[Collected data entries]

Start of Block

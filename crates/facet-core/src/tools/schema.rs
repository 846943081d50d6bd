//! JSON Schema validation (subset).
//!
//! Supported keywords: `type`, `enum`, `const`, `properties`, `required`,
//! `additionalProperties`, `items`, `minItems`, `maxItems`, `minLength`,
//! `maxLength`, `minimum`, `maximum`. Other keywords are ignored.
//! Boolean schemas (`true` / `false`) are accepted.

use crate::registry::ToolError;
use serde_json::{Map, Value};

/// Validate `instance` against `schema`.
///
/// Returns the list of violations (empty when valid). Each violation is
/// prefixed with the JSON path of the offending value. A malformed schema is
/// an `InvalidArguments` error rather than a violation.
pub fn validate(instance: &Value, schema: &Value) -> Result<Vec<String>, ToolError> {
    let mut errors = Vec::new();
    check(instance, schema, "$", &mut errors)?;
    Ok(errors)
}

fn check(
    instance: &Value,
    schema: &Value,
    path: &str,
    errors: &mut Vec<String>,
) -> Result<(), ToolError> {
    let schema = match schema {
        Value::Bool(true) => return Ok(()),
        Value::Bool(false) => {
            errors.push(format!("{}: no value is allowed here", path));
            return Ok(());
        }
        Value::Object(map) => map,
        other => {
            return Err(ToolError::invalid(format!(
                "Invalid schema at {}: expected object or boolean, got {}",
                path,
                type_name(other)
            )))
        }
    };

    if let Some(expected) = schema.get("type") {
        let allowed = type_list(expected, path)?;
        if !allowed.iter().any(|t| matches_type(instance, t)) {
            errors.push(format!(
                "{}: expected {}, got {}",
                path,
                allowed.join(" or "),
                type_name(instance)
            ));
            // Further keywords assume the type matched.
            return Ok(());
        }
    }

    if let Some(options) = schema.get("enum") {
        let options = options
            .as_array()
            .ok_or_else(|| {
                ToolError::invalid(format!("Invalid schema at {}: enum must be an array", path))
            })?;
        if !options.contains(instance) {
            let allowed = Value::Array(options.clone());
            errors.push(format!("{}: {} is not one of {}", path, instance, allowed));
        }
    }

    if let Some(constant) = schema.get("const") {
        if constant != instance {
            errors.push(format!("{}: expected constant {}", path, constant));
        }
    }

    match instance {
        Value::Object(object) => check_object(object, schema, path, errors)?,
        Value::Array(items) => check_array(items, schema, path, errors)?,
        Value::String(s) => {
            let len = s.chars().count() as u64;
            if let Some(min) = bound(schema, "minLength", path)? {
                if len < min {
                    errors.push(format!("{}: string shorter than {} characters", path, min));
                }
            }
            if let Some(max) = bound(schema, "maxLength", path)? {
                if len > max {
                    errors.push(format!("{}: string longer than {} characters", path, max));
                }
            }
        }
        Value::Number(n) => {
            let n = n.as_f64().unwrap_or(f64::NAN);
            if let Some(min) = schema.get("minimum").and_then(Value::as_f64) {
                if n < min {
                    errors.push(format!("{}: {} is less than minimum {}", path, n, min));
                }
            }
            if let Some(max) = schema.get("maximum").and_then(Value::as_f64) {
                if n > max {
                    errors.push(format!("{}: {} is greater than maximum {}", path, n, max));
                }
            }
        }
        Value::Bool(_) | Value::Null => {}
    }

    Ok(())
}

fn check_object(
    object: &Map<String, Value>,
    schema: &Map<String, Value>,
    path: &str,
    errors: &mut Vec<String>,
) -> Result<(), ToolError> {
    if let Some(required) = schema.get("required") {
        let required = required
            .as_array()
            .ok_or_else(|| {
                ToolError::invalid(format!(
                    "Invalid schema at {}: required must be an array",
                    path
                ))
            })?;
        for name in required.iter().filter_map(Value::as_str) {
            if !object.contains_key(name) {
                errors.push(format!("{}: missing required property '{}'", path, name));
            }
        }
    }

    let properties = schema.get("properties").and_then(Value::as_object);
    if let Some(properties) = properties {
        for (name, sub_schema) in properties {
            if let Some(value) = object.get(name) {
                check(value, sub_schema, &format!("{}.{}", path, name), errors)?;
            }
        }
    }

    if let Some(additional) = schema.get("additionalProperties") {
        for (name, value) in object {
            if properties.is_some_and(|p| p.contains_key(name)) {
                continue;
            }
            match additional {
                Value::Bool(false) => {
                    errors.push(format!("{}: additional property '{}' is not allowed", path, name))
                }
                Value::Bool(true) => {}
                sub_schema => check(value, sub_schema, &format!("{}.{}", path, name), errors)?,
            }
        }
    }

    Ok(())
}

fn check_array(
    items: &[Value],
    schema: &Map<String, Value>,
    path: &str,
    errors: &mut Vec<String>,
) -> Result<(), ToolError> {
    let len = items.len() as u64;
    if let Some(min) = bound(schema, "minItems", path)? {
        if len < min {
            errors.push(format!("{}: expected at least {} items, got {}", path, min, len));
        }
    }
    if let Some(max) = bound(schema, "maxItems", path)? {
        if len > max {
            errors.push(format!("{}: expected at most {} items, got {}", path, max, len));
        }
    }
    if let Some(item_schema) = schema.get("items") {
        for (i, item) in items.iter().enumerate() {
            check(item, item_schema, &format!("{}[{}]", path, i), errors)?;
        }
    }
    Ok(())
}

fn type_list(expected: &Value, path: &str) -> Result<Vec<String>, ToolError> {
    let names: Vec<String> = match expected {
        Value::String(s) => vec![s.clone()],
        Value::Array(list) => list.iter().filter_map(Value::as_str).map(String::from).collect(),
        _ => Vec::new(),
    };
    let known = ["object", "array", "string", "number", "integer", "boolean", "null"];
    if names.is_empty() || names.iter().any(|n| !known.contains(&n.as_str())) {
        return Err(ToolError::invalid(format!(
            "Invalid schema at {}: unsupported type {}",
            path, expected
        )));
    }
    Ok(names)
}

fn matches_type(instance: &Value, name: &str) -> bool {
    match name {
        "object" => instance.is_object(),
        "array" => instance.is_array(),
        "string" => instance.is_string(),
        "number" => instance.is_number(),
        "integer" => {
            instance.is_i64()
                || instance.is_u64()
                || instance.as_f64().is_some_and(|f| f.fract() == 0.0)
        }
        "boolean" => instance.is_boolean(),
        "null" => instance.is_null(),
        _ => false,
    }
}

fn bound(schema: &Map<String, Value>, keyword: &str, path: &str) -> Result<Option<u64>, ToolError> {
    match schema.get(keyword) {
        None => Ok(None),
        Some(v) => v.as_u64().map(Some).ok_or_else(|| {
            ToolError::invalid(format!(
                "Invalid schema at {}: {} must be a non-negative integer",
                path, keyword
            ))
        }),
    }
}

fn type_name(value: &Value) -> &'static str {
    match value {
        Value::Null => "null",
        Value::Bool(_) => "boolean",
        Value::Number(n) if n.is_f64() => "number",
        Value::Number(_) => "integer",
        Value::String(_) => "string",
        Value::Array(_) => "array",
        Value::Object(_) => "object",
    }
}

End of Block
Start of Block

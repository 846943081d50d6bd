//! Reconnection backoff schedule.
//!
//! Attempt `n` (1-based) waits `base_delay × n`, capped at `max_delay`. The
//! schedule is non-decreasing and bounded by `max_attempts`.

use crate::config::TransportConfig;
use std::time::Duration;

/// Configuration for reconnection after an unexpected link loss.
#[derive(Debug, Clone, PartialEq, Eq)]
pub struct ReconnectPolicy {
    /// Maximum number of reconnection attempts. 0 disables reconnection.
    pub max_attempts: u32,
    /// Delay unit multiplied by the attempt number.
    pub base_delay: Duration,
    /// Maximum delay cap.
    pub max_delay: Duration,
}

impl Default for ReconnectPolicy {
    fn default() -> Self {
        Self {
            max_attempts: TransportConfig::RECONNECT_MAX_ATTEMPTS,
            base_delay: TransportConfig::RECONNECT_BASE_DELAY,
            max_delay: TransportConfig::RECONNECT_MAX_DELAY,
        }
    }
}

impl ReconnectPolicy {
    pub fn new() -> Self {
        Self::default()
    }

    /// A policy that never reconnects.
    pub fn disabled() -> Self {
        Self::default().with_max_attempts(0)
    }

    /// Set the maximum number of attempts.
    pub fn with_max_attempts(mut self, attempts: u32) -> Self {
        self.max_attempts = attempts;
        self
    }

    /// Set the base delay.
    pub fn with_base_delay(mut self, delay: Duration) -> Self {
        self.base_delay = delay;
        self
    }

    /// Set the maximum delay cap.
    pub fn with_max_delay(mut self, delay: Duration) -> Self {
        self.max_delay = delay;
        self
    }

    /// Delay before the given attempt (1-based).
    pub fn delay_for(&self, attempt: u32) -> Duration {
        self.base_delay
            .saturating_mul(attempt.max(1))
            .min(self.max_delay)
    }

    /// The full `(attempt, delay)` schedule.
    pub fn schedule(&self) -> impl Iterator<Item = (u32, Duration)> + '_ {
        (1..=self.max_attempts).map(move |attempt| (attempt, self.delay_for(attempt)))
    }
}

End of Block

ABOUT THIS EXERCISE: Working through the records above, copy each line in which "schedule" is found.

FINAL ANSWER:
//! Reconnection backoff schedule.
//! schedule is non-decreasing and bounded by `max_attempts`.
    /// The full `(attempt, delay)` schedule.
    pub fn schedule(&self) -> impl Iterator<Item = (u32, Duration)> + '_ {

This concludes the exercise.